People who get type 2 diabetes need to gain control of their blood-sugar levels — fast. The years immediately after diagnosis are strikingly critical in terms of their future risk for heart attacks and death. This is shown by a joint study from the Universities of Gothenburg and Oxford, which also suggests it’s more important than previously thought to diagnose the disease early.
In a collaboration between the University of Gothenburg in Sweden and the University of Oxford in the UK, the significance of blood sugar levels from the time type 2 diabetes is diagnosed for the risk of heart attacks and death has been studied. The project was led jointly by Professor Marcus Lind in Gothenburg and Professor Rury Holman in Oxford.
The research was based on a key trial in type 2 diabetes, the UK Prospective Diabetes Study (UKPDS). This new analysis examined the role of blood-sugar levels in the first years after type 2 diabetes was diagnosed for the prognosis of myocardial infarction and death 10 to 20 years later.
The results, presented in the scientific journal Diabetes Care, show that blood-sugar levels early in the course of the condition have a much greater impact on the future prognosis than had been thought previously. They show that targeting blood-sugar levels according to treatment guidelines (HbA1c 52 mmol/mol or lower) from the time of diagnosis was associated with an approximately 20% lower risk of death 10 to 15 years later, compared with targeting a higher blood-sugar level (HbA1c 63 mmol/mol). In addition, it showed that delaying the introduction of good blood-sugar levels until 10 years after diagnosis was associated with only a 3% lower risk of death.
“These latest results are evidence that proper early blood-sugar treatment in type 2 diabetes is crucial to optimise diabetes care. Previously we haven’t performed this kind of analysis, or understood just how important early blood-sugar control is for the prognosis. They also mean that there is a need for a greater focus on detecting type 2 diabetes at the earliest opportunity to prevent people living with undetected high blood-sugar levels for several years,” says Professor Marcus Lind.

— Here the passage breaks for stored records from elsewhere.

//! Live-Chromium integration tests for the browser driver.
//!
//! These tests are skipped unless `INTERCEPTOR_TEST_CHROMIUM_PATH` is set,
//! since they launch a real Chromium process.

use std::env;
use std::path::PathBuf;
use std::time::Duration;

use interceptor_browser::{Session, SessionConfig};
use interceptor_types::{ContentFamily, Execute, Handler, HttpMethod, Outcome};
use wiremock::matchers::{method, path};
use wiremock::{Mock, MockServer, ResponseTemplate};

fn chromium_path() -> Option<PathBuf> {
    match env::var("INTERCEPTOR_TEST_CHROMIUM_PATH") {
        Ok(path) => Some(PathBuf::from(path)),
        Err(_) => {
            eprintln!("INTERCEPTOR_TEST_CHROMIUM_PATH not set; skipping browser test");
            None
        }
    }
}

async fn setup_server(html: &str) -> MockServer {
    let server = MockServer::start().await;

    Mock::given(method("GET"))
        .and(path("/"))
        .respond_with(ResponseTemplate::new(200).insert_header("Content-Type", "text/html; charset=utf-8").set_body_string(html))
        .mount(&server)
        .await;

    Mock::given(method("GET"))
        .and(path("/api/items"))
        .respond_with(ResponseTemplate::new(200).insert_header("Content-Type", "application/json").set_body_string(r#"{"items":[1,2,3]}"#))
        .mount(&server)
        .await;

    server
}

#[tokio::test]
async fn direct_fetch_captures_document_and_side_api_call() {
    let Some(chromium_path) = chromium_path() else { return };

    let html = r#"<html><body><h1 id="loaded">done</h1>
        <script>fetch("/api/items").catch(() => {});</script>
        </body></html>"#;
    let server = setup_server(html).await;

    let config = SessionConfig {
        chromium_path: Some(chromium_path),
        debug: Some(true),
        ..Default::default()
    };
    let mut session = Session::new(config, None, None).expect("valid config");
    session.new_session(true).await.expect("browser launches");

    let page = session.new_page().await.expect("page opens");

    let document = Handler::main(Some("document".to_string()), ContentFamily::Html, HttpMethod::Get, Execute::return_(1));
    let api = Handler::side(
        Some("api".to_string()),
        ContentFamily::Json,
        HttpMethod::Any,
        Some(format!("{}/api/", server.uri())),
        None,
        Execute::return_(1),
    );

    let outcomes = page
        .direct_fetch(&server.uri(), vec![document, api], Some("#loaded"), Duration::from_secs(10))
        .await
        .expect("navigation completes");

    session.close(true).await;

    let document_outcome = outcomes.iter().find(|o| o.slug() == "document").expect("document handler present");
    assert!(document_outcome.is_success(), "document handler should capture the HTML response");

    let api_outcome = outcomes.iter().find(|o| o.slug() == "api").expect("api handler present");
    if let Outcome::Success(success) = api_outcome {
        assert_eq!(success.responses.len(), 1);
    }
}

#[tokio::test]
async fn new_session_rejects_missing_chromium_executable() {
    let config = SessionConfig {
        chromium_path: Some(PathBuf::from("/nonexistent/chromium-binary")),
        ..Default::default()
    };
    let mut session = Session::new(config, None, None).expect("valid config");
    let err = session.new_session(true).await.unwrap_err();
    assert_eq!(err.code, interceptor_browser::SessionErrorCode::BrowserUnavailable);
}
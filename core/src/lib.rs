//! Route interceptor core: per-navigation handler dispatch (C6), decoupled
//! from any particular browser driver.

mod error;
mod interceptor;
mod raw;

pub use error::{ErrorDetails, InterceptError, InterceptErrorCode};
pub use interceptor::{ExchangeOutcome, Interceptor};
pub use raw::{FulfillDecision, RawResponse};
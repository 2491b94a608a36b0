//! Wire-shaped data the driver hands back from a network fetch, before it is
//! wrapped into a domain [`interceptor_types::Response`].

/// Raw bytes from a single network fetch, as delivered by the driver.
#[derive(Debug, Clone)]
pub struct RawResponse {
    pub status: u16,
    pub headers: Vec<(String, String)>,
    pub body: Vec<u8>,
}

/// What the interceptor decided to hand back to the driver for fulfillment.
#[derive(Debug, Clone)]
pub struct FulfillDecision {
    pub status: u16,
    pub headers: Vec<(String, String)>,
    pub body: Vec<u8>,
}
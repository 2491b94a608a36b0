//! Page façade (C7): owns one browser page, exposes `direct_fetch` (route
//! interception over a navigation) and `inject_fetch` (in-page fetch),
//! both preceded by the session-level request modifier.

use std::sync::Arc;
use std::time::{Duration, Instant};

use chromiumoxide::cdp::browser_protocol::network::CookieParam;
use chromiumoxide::Page as DriverPage;
use interceptor_core::Interceptor;
use interceptor_types::{Body, Handler, NetworkError, Outcome, Request, RequestTransformer, Response};
use serde_json::Value;

use crate::error::{SessionError, SessionErrorCode};
use crate::route;

const INJECT_FETCH_SCRIPT: &str = include_str!("inject_fetch.js");

/// One live browser page plus the session-level modifier it was created with.
pub struct Page {
    driver: DriverPage,
    request_modifier: Option<RequestTransformer>,
}

impl Page {
    #[must_use]
    pub fn new(driver: DriverPage, request_modifier: Option<RequestTransformer>) -> Self {
        Self { driver, request_modifier }
    }

    /// Applies the session-level request modifier, if any, to `request`.
    /// A modifier result carrying [`HttpMethod::Any`] is discarded with a
    /// warning and the prior request is kept.
    pub async fn modify_request(&self, request: Request) -> Request {
        let Some(modifier) = &self.request_modifier else {
            return request;
        };

        let original = request.clone();
        let modified = modifier(request).await;
        if modified.method.is_wildcard() {
            tracing::warn!("session request modifier returned HttpMethod::Any, discarding");
            return original;
        }
        modified
    }

    /// Navigates to `url` while routing every exchange through `handlers`.
    ///
    /// # Errors
    ///
    /// Fails if handler slugs collide, the Fetch domain cannot be enabled,
    /// or navigation itself errors (a timeout is not an error: it yields
    /// the partial outcome list built from whatever quotas were satisfied
    /// so far).
    pub async fn direct_fetch(
        &self,
        url: &str,
        handlers: Vec<Handler>,
        wait_selector: Option<&str>,
        timeout: Duration,
    ) -> Result<Vec<Outcome>, SessionError> {
        let start_time = Instant::now();
        let interceptor = Arc::new(
            Interceptor::new(handlers, url.to_string(), start_time)
                .map_err(|e| SessionError::new(SessionErrorCode::Internal, e.message))?,
        );

        route::enable(&self.driver)
            .await
            .map_err(|e| SessionError::new(SessionErrorCode::BrowserCrashed, e.message))?;

        let listener = route::spawn_listener(self.driver.clone(), interceptor.clone())
            .await
            .map_err(|e| SessionError::new(SessionErrorCode::BrowserCrashed, e.message))?;

        let result = self.run_navigation(url, wait_selector, timeout, &interceptor).await;

        let _ = route::disable(&self.driver).await;
        listener.abort();

        result
    }

    async fn run_navigation(
        &self,
        url: &str,
        wait_selector: Option<&str>,
        timeout: Duration,
        interceptor: &Interceptor,
    ) -> Result<Vec<Outcome>, SessionError> {
        self.driver
            .evaluate(format!("window.location.href = {url:?};"))
            .await
            .map_err(|e| SessionError::new(SessionErrorCode::BrowserCrashed, format!("navigation failed: {e}")))?;

        if let Some(selector) = wait_selector
            && let Err(err) = self.wait_for_selector(selector, timeout).await
        {
            tracing::warn!(error = %err, selector = %selector, "selector wait timed out, continuing with partial outcomes");
        }

        Ok(interceptor.wait_for_completion(timeout).await)
    }

    /// Polls `selector` via repeated `evaluate` calls, since the CDP crate
    /// exposes no native selector-wait primitive.
    async fn wait_for_selector(&self, selector: &str, timeout: Duration) -> Result<(), SessionError> {
        let deadline = Instant::now() + timeout;
        let probe = format!("document.querySelector({selector:?}) !== null");

        loop {
            let found = self.driver.evaluate(probe.clone()).await.ok().and_then(|v| v.into_value::<bool>().ok()).unwrap_or(false);
            if found {
                return Ok(());
            }
            if Instant::now() >= deadline {
                return Err(SessionError::new(SessionErrorCode::Timeout, "timed out waiting for selector").with_detail("selector", selector));
            }
            tokio::time::sleep(Duration::from_millis(100)).await;
        }
    }

    /// Performs a `fetch` from inside the document context rather than
    /// through the Route interceptor; the companion flow for authenticated
    /// same-origin API calls.
    ///
    /// # Errors
    ///
    /// Returns a [`NetworkError`] value (never a driver-level error) if the
    /// in-page script reports failure.
    pub async fn inject_fetch(&self, request: Request) -> Result<Response, NetworkError> {
        let start_time = Instant::now();
        let final_request = self.modify_request(request).await;
        let real_url = final_request.real_url();

        let body_json = final_request
            .body
            .as_ref()
            .map(|body| match body {
                Body::Json(value) => value.clone(),
                Body::Bytes(_) => Value::Null,
            })
            .unwrap_or(Value::Null);

        let headers_json: Value = final_request.headers.iter().cloned().collect::<std::collections::HashMap<_, _>>().into();

        let script = format!(
            "({INJECT_FETCH_SCRIPT})({:?}, {:?}, {}, {})",
            real_url.as_str(),
            final_request.method.as_str(),
            body_json,
            headers_json
        );

        let result: Value = match self.driver.evaluate(script).await {
            Ok(value) => value.into_value().unwrap_or(Value::Null),
            Err(err) => {
                return Err(NetworkError {
                    name: "DriverError".to_string(),
                    message: err.to_string(),
                    details: Vec::new(),
                    timestamp: String::new(),
                    duration: start_time.elapsed(),
                });
            }
        };

        let duration = start_time.elapsed();

        if !result.get("success").and_then(Value::as_bool).unwrap_or(false) {
            let error = result.get("error").cloned().unwrap_or(Value::Null);
            return Err(NetworkError {
                name: error.get("name").and_then(Value::as_str).unwrap_or("Unknown").to_string(),
                message: error.get("message").and_then(Value::as_str).unwrap_or("unknown error").to_string(),
                details: error
                    .get("details")
                    .and_then(Value::as_object)
                    .map(|obj| obj.iter().map(|(k, v)| (k.clone(), v.to_string())).collect())
                    .unwrap_or_default(),
                timestamp: error.get("timestamp").and_then(Value::as_str).unwrap_or_default().to_string(),
                duration,
            });
        }

        let response_data = result.get("response").cloned().unwrap_or(Value::Null);
        let response_headers: Vec<(String, String)> = response_data
            .get("headers")
            .and_then(Value::as_object)
            .map(|obj| obj.iter().filter_map(|(k, v)| v.as_str().map(|s| (k.clone(), s.to_string()))).collect())
            .unwrap_or_default();

        if let Some((_, set_cookie)) = response_headers.iter().find(|(k, _)| k.eq_ignore_ascii_case("set-cookie")) {
            self.apply_set_cookie(real_url.as_str(), set_cookie).await;
        }

        let status = response_data.get("status").and_then(Value::as_u64).unwrap_or(0);
        let content = response_data
            .get("data")
            .map(|v| match v {
                Value::String(s) => s.clone().into_bytes(),
                other => other.to_string().into_bytes(),
            })
            .unwrap_or_default();

        Ok(Response {
            status: u16::try_from(status).unwrap_or(0),
            request_headers: final_request.headers.clone(),
            response_headers,
            content,
            duration,
            url: real_url.to_string(),
        })
    }

    /// Splits a `Set-Cookie` value on commas and pushes each `name=value`
    /// pair into the browser context. This mis-splits cookies whose
    /// `Expires` attribute itself contains a comma; a known, accepted
    /// limitation inherited from the reference behaviour this mirrors.
    async fn apply_set_cookie(&self, url: &str, set_cookie: &str) {
        let Ok(parsed) = url::Url::parse(url) else { return };
        let Some(domain) = parsed.host_str() else { return };

        for cookie_string in set_cookie.split(',') {
            let Some(pair) = cookie_string.split(';').next() else { continue };
            let Some((name, value)) = pair.split_once('=') else { continue };
            let (name, value) = (name.trim(), value.trim());
            if name.is_empty() {
                continue;
            }

            let cookie = CookieParam::builder().name(name).value(value).domain(domain).path("/").build();
            match cookie {
                Ok(cookie) => {
                    if let Err(err) = self.driver.set_cookies(vec![cookie]).await {
                        tracing::debug!(error = %err, "failed to set cookie from inject_fetch response");
                    }
                }
                Err(err) => tracing::debug!(error = %err, "could not build cookie param"),
            }
        }
    }

    /// Closes the underlying driver page.
    ///
    /// # Errors
    ///
    /// Fails if the driver rejects the close command.
    pub async fn close(&self) -> Result<(), SessionError> {
        self.driver
            .close()
            .await
            .map_err(|e| SessionError::new(SessionErrorCode::BrowserCrashed, format!("failed to close page: {e}")))
    }
}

Professor Rury Holman, from the Radcliffe Department of Medicine at the University of Oxford, says, “These new results provide a mechanistic explanation for the glycaemic ‘legacy effect’, first identified by the UKPDS, whereby instituting good blood-sugar control in newly-diagnosed type 2 diabetes was shown to reduce the risks of diabetic complications and death for up to 30 years. The discovery of the ‘legacy effect’ has led treatment guidelines worldwide recommending the need to achieve good blood-glucose control as soon as possible.”